> _REQUIRED WORK_: Your response should reproduce every line of the entries that contains the word "const".

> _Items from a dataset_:
===============

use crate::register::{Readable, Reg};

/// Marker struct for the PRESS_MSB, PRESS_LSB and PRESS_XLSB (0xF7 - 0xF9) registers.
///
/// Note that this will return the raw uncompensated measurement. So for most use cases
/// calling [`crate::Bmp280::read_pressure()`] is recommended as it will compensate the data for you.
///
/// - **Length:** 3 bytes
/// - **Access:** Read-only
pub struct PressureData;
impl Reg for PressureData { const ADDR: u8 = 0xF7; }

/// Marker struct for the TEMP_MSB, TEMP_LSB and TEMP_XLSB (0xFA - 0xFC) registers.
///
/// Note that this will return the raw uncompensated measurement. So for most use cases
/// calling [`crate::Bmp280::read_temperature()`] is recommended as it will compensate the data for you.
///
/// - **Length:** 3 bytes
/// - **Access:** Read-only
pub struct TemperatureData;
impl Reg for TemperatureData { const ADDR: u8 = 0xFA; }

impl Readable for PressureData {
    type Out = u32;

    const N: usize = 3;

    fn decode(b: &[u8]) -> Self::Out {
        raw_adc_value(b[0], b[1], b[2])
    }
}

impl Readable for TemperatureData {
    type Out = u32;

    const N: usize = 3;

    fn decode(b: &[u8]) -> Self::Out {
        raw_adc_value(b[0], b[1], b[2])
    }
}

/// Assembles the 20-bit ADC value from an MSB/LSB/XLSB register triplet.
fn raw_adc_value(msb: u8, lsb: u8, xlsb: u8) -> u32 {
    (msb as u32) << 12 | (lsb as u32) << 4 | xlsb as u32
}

===============

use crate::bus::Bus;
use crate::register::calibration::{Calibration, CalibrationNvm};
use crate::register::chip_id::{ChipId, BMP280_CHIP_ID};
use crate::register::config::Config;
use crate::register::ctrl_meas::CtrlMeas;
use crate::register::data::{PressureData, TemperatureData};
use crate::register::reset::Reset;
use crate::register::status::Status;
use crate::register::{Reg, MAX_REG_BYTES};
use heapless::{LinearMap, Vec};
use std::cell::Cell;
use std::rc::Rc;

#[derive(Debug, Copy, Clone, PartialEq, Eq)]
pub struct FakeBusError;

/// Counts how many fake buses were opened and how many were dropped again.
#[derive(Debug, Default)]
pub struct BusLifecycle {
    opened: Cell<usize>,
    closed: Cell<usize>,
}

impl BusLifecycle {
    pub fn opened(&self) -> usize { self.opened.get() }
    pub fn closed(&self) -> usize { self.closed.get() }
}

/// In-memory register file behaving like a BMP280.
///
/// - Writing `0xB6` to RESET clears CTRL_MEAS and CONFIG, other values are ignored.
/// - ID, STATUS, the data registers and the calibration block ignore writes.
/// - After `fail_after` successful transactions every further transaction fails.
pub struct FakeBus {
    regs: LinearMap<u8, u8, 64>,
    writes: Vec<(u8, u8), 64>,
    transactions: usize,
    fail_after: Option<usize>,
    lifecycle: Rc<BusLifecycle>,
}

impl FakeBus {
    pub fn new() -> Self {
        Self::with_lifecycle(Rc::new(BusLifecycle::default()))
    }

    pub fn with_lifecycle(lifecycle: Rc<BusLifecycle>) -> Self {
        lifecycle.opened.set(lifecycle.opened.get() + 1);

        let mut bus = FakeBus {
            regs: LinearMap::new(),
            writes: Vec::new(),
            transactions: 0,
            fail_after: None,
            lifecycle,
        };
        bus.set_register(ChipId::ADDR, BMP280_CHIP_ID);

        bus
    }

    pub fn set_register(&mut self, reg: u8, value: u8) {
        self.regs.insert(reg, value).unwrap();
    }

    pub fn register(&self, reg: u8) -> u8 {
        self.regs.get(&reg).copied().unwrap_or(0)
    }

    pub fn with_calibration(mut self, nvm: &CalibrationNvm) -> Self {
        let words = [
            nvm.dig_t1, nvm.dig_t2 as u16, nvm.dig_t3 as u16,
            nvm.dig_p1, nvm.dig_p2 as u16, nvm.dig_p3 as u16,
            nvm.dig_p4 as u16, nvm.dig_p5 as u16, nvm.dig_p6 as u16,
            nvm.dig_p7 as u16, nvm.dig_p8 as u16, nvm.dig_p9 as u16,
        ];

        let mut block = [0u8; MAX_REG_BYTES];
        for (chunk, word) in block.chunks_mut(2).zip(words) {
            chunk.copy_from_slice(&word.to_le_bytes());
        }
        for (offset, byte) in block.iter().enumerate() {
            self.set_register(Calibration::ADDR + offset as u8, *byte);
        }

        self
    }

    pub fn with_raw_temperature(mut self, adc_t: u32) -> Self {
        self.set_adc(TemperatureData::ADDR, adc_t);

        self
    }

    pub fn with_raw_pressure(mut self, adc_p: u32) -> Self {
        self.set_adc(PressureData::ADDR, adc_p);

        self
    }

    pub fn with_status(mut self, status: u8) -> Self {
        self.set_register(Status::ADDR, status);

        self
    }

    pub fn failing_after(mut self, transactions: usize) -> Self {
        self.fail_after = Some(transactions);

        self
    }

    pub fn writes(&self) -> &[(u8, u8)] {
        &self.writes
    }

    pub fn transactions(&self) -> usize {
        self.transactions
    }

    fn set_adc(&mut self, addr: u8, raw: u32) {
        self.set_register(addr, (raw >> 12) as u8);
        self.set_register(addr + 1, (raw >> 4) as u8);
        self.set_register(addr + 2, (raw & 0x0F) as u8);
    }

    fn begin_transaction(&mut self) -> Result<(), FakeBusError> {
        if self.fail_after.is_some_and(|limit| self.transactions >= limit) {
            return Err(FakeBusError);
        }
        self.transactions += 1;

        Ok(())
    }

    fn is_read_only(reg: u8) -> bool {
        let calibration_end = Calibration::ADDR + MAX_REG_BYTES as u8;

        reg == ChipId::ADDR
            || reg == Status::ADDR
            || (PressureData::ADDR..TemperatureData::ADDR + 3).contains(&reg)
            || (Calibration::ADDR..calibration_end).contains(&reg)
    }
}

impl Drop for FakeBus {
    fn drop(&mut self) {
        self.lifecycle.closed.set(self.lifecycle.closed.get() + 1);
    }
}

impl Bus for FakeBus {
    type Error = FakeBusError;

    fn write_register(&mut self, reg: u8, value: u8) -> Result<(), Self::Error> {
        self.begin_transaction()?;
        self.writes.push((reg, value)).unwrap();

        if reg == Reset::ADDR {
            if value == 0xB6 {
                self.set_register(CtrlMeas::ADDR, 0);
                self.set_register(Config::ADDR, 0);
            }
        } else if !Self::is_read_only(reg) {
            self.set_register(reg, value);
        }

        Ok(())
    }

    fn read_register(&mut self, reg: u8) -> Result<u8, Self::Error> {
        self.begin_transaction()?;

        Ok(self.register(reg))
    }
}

===============

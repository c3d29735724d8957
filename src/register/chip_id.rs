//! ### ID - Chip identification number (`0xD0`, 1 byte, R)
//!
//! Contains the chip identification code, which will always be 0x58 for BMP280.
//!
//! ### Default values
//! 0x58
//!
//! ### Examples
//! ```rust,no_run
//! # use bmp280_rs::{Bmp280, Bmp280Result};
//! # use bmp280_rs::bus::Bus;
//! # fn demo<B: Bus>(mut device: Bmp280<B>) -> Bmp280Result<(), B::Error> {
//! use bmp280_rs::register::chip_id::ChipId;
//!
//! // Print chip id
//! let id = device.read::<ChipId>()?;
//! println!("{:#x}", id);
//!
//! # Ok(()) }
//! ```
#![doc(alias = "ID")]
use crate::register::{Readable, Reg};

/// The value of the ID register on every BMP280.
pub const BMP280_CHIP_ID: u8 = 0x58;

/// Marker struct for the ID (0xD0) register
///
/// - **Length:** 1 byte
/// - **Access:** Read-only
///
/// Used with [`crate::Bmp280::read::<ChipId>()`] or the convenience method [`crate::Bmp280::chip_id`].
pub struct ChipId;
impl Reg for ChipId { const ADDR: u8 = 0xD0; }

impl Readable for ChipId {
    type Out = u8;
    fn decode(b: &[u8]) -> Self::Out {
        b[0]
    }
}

===============

> _PROBLEM SOLUTION_:
impl Reg for PressureData { const ADDR: u8 = 0xF7; }
impl Reg for TemperatureData { const ADDR: u8 = 0xFA; }
    const N: usize = 3;
    const N: usize = 3;
pub const BMP280_CHIP_ID: u8 = 0x58;
impl Reg for ChipId { const ADDR: u8 = 0xD0; }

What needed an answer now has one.